#### [YOUR INSTRUCTIONS]
Write out the entries below exactly. End with the line that contains "Provider reported approved".

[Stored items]
//! Scenario 1: Card checkout.
//!
//! The happy path of a POS sale: create the transaction, hand it to the
//! payment provider, poll until approved, issue the fiscal receipt. Ends
//! with a verified four-entry audit chain.

use serde_json::json;

use kassa_contracts::{error::KassaResult, transaction::ActorId};
use kassa_core::provider::ProviderStatus;
use kassa_core::traits::AuditSink;

use crate::rig::PosRig;

use super::print_trail;

pub fn run_scenario() -> KassaResult<()> {
    println!("=== Scenario 1: Card Checkout ===");
    println!();

    let rig = PosRig::new();
    let cashier = ActorId::new("cashier-anna");

    let tx = rig.ledger.create_transaction(&cashier, 4900, "EUR")?;
    println!("  Created transaction {} for 49.00 EUR", tx.id);

    rig.ledger.sign_contract(
        &cashier,
        &tx.id,
        json!({ "contract": "artist-commission", "artist": "m.keller" }),
    )?;
    println!("  Commission contract signed");

    rig.provider.script("card-0001", ProviderStatus::Approved);
    rig.ledger.request_payment(&cashier, &tx.id, "sumup", "card-0001")?;
    println!("  Payment requested via sumup (card-0001)");

    let paid = rig.ledger.sync_payment_status(&cashier, &tx.id)?;
    println!("  Provider reported approved → status {}", paid.status);

    let stamped = rig.ledger.issue_receipt(&cashier, &tx.id)?;
    println!(
        "  Receipt issued: number {} of the year",
        stamped.receipt_no.expect("receipt was just issued")
    );

    println!();
    print_trail(&rig.audit.read_all()?);

    let verification = rig.audit.verify()?;
    println!();
    println!(
        "  Chain verification: {}",
        if verification.ok { "OK" } else { "BROKEN" }
    );
    println!("  TSE calls: {:?}", rig.tse.calls());
    println!();

    verification.ensure_ok()?;
    Ok(())
}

#### [ANSWER FOR THIS EXERCISE]
//! Scenario 1: Card checkout.
//!
//! The happy path of a POS sale: create the transaction, hand it to the
//! payment provider, poll until approved, issue the fiscal receipt. Ends
//! with a verified four-entry audit chain.

use serde_json::json;

use kassa_contracts::{error::KassaResult, transaction::ActorId};
use kassa_core::provider::ProviderStatus;
use kassa_core::traits::AuditSink;

use crate::rig::PosRig;

use super::print_trail;

pub fn run_scenario() -> KassaResult<()> {
    println!("=== Scenario 1: Card Checkout ===");
    println!();

    let rig = PosRig::new();
    let cashier = ActorId::new("cashier-anna");

    let tx = rig.ledger.create_transaction(&cashier, 4900, "EUR")?;
    println!("  Created transaction {} for 49.00 EUR", tx.id);

    rig.ledger.sign_contract(
        &cashier,
        &tx.id,
        json!({ "contract": "artist-commission", "artist": "m.keller" }),
    )?;
    println!("  Commission contract signed");

    rig.provider.script("card-0001", ProviderStatus::Approved);
    rig.ledger.request_payment(&cashier, &tx.id, "sumup", "card-0001")?;
    println!("  Payment requested via sumup (card-0001)");

    let paid = rig.ledger.sync_payment_status(&cashier, &tx.id)?;
    println!("  Provider reported approved → status {}", paid.status);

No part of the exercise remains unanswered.